Dla oskarżonego, który od momentu zatrzymania spędził w areszcie 15 miesięcy, decyzja sądu oznacza, że będzie musiał wrócić do więzienia. By ubiegać się o przedterminowe zwolnienie, będzie musiał odsiedzieć jeszcze cztery miesiące.
Krzysztofa L. nie było na ogłoszeniu wyroku. Jeden z obrońców, który się stawił, nie chciał komentować decyzji sądu. Nie ogłoszeniu wyroku nie było także rodziców pokrzywdzonych zawodniczek.
Proces - ze względu na charakter zarzutów - toczył się przy drzwiach zamkniętych. Niejawne było także uzasadnienie wyroku. Sąd z sentencji wyroku nie wyłączył żadnego zarzutu, a więc uznał, że oskarżony jest winny wszystkich zarzucanych mu czynów.

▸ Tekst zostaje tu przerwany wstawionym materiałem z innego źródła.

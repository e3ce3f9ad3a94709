//! Kickstart templates offered by the job form.

use std::path::Path;

use once_cell::sync::Lazy;
use regex::Regex;
use tracing::warn;

use crate::features::{matching_files, FeatureError};
use crate::forms::field::Choice;

static DISPLAY_NAME: Lazy<Regex> =
    Lazy::new(|| Regex::new(r"^#.*?DisplayName:.+$").expect("display name regex"));

/// Template choices for `dir`: the `None` sentinel plus one entry per
/// `*.ks` file, sorted by display name.
pub fn list_templates(dir: impl AsRef<Path>) -> Result<Vec<Choice>, FeatureError> {
    let mut choices = vec![Choice::none()];
    for path in matching_files(dir.as_ref(), "ks")? {
        let Some(file_name) = path.file_name().map(|n| n.to_string_lossy().into_owned()) else {
            continue;
        };
        let label = template_label(&path, &file_name);
        choices.push(Choice::new(file_name, label));
    }
    choices.sort_by(|a, b| a.label.cmp(&b.label));
    Ok(choices)
}

/// Display name of one template, else its file name. Invalid UTF-8 is
/// replaced rather than rejected so a stray byte does not hide the name.
fn template_label(path: &Path, file_name: &str) -> String {
    match std::fs::read(path) {
        Ok(bytes) => display_name(&String::from_utf8_lossy(&bytes)).unwrap_or_else(|| file_name.to_string()),
        Err(e) => {
            warn!(path = %path.display(), error = %e, "cannot read template; using file name");
            file_name.to_string()
        }
    }
}

/// Display name from the first `# ... DisplayName: <name>` comment.
///
/// Only the text up to the next `:` is taken.
pub fn display_name(text: &str) -> Option<String> {
    let line = text.lines().find(|l| DISPLAY_NAME.is_match(l))?;
    line.split(':').nth(1).map(|s| s.trim().to_string())
}
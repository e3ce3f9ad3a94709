//! Runtime environment helpers
//!
//! Thin wrapper around `common::env` to keep binary crates importing
//! `service::runtime::ensure_env` without depending directly on `common`.

use configs::ImagingConfig;

/// Check the imaging directories and make sure `data_dir` exists.
pub async fn ensure_env(imaging: &ImagingConfig, data_dir: &str) -> anyhow::Result<()> {
    common::env::ensure_env(&imaging.features_dir, &imaging.templates_dir, data_dir).await
}
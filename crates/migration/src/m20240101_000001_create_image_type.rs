//! Create `image_type` table.
//!
//! Output formats offered by the job form (`raw`, `livecd`, `fs`, ...).
use sea_orm_migration::{prelude::*, schema::*};

#[derive(DeriveMigrationName)]
pub struct Migration;

#[async_trait::async_trait]
impl MigrationTrait for Migration {
    async fn up(&self, manager: &SchemaManager) -> Result<(), DbErr> {
        manager
            .create_table(
                Table::create()
                    .table(ImageType::Table)
                    .if_not_exists()
                    .col(uuid(ImageType::Id).primary_key())
                    .col(string_len(ImageType::Name, 64).unique_key().not_null())
                    .col(timestamp_with_time_zone(ImageType::CreatedAt).not_null())
                    .to_owned(),
            )
            .await
    }

    async fn down(&self, manager: &SchemaManager) -> Result<(), DbErr> {
        manager.drop_table(Table::drop().table(ImageType::Table).to_owned()).await
    }
}

#[derive(DeriveIden)]
enum ImageType { Table, Id, Name, CreatedAt }
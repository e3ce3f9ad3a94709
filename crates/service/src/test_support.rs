#![cfg(test)]
use std::path::PathBuf;

use tokio::sync::OnceCell;
use sea_orm::DatabaseConnection;
use migration::MigratorTrait;
use models::db::connect_with_config;
use configs::DatabaseConfig;

// Ensure migrations run only once across the entire test process
static MIGRATED: OnceCell<()> = OnceCell::const_new();

fn database_config() -> DatabaseConfig {
    configs::load_default().map(|c| c.database).unwrap_or_else(|_| DatabaseConfig::from_env())
}

pub async fn get_db() -> Result<DatabaseConnection, anyhow::Error> {
    // Run migrations exactly once, with a throwaway connection
    MIGRATED
        .get_or_try_init(|| async {
            let mut cfg = database_config();
            cfg.max_connections = cfg.max_connections.max(2);
            cfg.min_connections = cfg.min_connections.min(1);
            let db = connect_with_config(&cfg).await?;
            migration::Migrator::up(&db, None).await?;
            drop(db);
            Ok::<(), anyhow::Error>(())
        })
        .await?;

    // Return a fresh connection for the current test's runtime
    let mut cfg = database_config();
    cfg.max_connections = cfg.max_connections.max(5);
    cfg.min_connections = cfg.min_connections.min(1);
    cfg.acquire_timeout_secs = 10;
    let db = connect_with_config(&cfg).await?;
    Ok(db)
}

/// Fresh directory under `target/test-data` holding the given files.
pub fn fixture_dir(files: &[(&str, &str)]) -> PathBuf {
    let dir = PathBuf::from(env!("CARGO_MANIFEST_DIR"))
        .join("../../target/test-data")
        .join(uuid::Uuid::new_v4().to_string());
    std::fs::create_dir_all(&dir).unwrap();
    for (name, content) in files {
        std::fs::write(dir.join(name), content).unwrap();
    }
    dir
}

Krzysztof L. od początku sprawy nie przyznawał się winy. Został zatrzymany na podstawie zeznań trzech pokrzywdzonych w wieku 14 i 15 lat. Prokuratura oskarżyła go także o znęcanie się nad zawodniczkami. Zgodnie z wyrokiem oskarżony przez sześć lat nie będzie mógł pracować z dziećmi i młodzieżą.